La violencia nuestra de cada día

Por Silvia Sánchez

Bajo la dirección de Eva Halac, se acaba de estrenar El reñidero, acaso una de las piezas más perfectas del teatro nacional.

Bajo la dirección de Eva Halac, se acaba de estrenar El reñidero, acaso una de las piezas más perfectas del teatro nacional. Escrita por Sergio De Cecco allá en los sesenta, la economía dramática de El reñidero no le quita brillo sino todo lo contrario; como si la misma fuera -paradójicamente- un pasaporte a la desmesura. Es que El reñidero es un texto dramático en el que lo racional y lo irracional hacen síntesis de manera más que acabada; cada palabra, cada situación y cada personaje tejen en la pieza de De Cecco un volcán en permanente estado de ebullición. Algo lógico cundo el telón de fondo es la Electra sofocleana, intertexto del que se vale para hablar de las traiciones que eran moneda corriente en la Buenos Aires del pasado siglo.

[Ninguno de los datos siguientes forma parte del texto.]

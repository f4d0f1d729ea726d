//! Persisted canvas state for Textel.
//!
//! The canvas engine in `textel-core` is a pure value object; this crate is
//! the storage collaborator around it:
//! - [`CanvasRecord`]: the per-owner persisted-state record
//! - [`CanvasStore`]: keyed load/save/delete, with [`MemoryStore`] and
//!   [`JsonFileStore`] backends
//! - Caller-side validation the canvas deliberately does not do:
//!   [`validate_dimensions`] (positivity and the render-size ceiling) and
//!   [`validate_glyph`] (allow-list for untrusted glyph input)

mod error;
mod record;
mod store;

pub use error::StoreError;
pub use record::{validate_dimensions, validate_glyph, CanvasRecord, DEFAULT_RENDER_LIMIT};
pub use store::{CanvasStore, JsonFileStore, MemoryStore};
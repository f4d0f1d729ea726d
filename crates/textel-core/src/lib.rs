//! Core glyph-grid canvas engine for Textel.
//!
//! This crate provides the [`Canvas`]: a fixed-size, row-major grid of opaque
//! glyph strings with a handful of deterministic drawing primitives
//! ([`Canvas::rect`], [`Canvas::draw_image`], [`Canvas::add_borders`]) and a
//! reproducible string serialization ([`Canvas::render`]).
//!
//! The canvas is a leaf value object: it performs no I/O, knows nothing about
//! commands or storage, and every operation is synchronous and total —
//! out-of-bounds geometry is clipped, never an error. The only failure mode
//! is [`Canvas::from_state`] with a buffer of the wrong length.
//!
//! # Example
//!
//! ```
//! use textel_core::Canvas;
//!
//! let mut canvas = Canvas::new(3, 2, ".");
//! canvas.rect("#", 1, 0, 1, 1, 0, " ");
//! assert_eq!(canvas.render(), ".#.\n...");
//! ```

mod canvas;
mod error;

pub use canvas::{Canvas, Glyph};
pub use error::CanvasError;
//! Error types for textel-core.

use thiserror::Error;

/// Errors that can occur when constructing a canvas.
///
/// Drawing operations never fail: out-of-bounds geometry is clipped, so the
/// only failure mode in this crate is restoring a canvas from a buffer whose
/// length disagrees with the stated dimensions.
#[derive(Debug, Error, Clone, PartialEq, Eq)]
pub enum CanvasError {
    /// Persisted buffer length does not match `width * height`.
    #[error("buffer has {actual} cells, expected {expected} ({width}x{height})")]
    ShapeMismatch {
        /// Stated canvas width.
        width: u16,
        /// Stated canvas height.
        height: u16,
        /// `width * height`.
        expected: usize,
        /// Length of the supplied buffer.
        actual: usize,
    },
}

La acción transcurre en el barrio de Palermo en 1905 y todo comienza en el velorio de Pancho Morales, caudillo asesinado a quien su hija Elena (la versión porteña de Electra) jura vengar. Para cumplir dicho juramento, Elena se valdrá de su hermano Orestes (personaje que conserva el mismo nombre que en el original griego) una vez que este regrese de la cárcel en donde cumple una condena. La mira estará puesta en Soriano, mano derecha de don Pancho cuando vivía y -como buen traidor- amante de su mujer.

Orestes debe vengar la muerte de su padre porque para el moralismo varonil del pasado siglo en nuestro país, la cuestión no admitía objeciones: se era macho a fuerza de cuchillo y muerte. Pero (y allí la sutileza de De Cecco que Halac respeta) Orestes es un macho que “antes de cobrar y pagar, revisa la cuenta”. En ese revisar, en esa racionalidad dentro de un mundo irracional, De Cecco pasa revista y critica no solo a la sociedad del pasado siglo sino también a la propia, algo que también hace Halac.

La inversión del género que hace De Cecco convierte a Elena en portadora del odio y promotora de la venganza; tal vez una maniobra para repensar los confines de la violencia en una sociedad que moldea su identidad con mucho de ella.

Con actuaciones algo desparejas entre las que se destaca claramente la de Julieta Vallina como Elena, la puesta de Halac logra la difícil tarea de respetar un texto clásico a la vez que lo enriquece. La música de Mariano Fernández Bussy y Carlos Alvardo, la iluminación de Leandro Pérez y la escenografía de Micaela Sleigh que encierra como en una gran jaula al universo en cuestión, son, junto con la mirada sutil de la directora, una suma que no desentona a la hora de abordar un texto grande.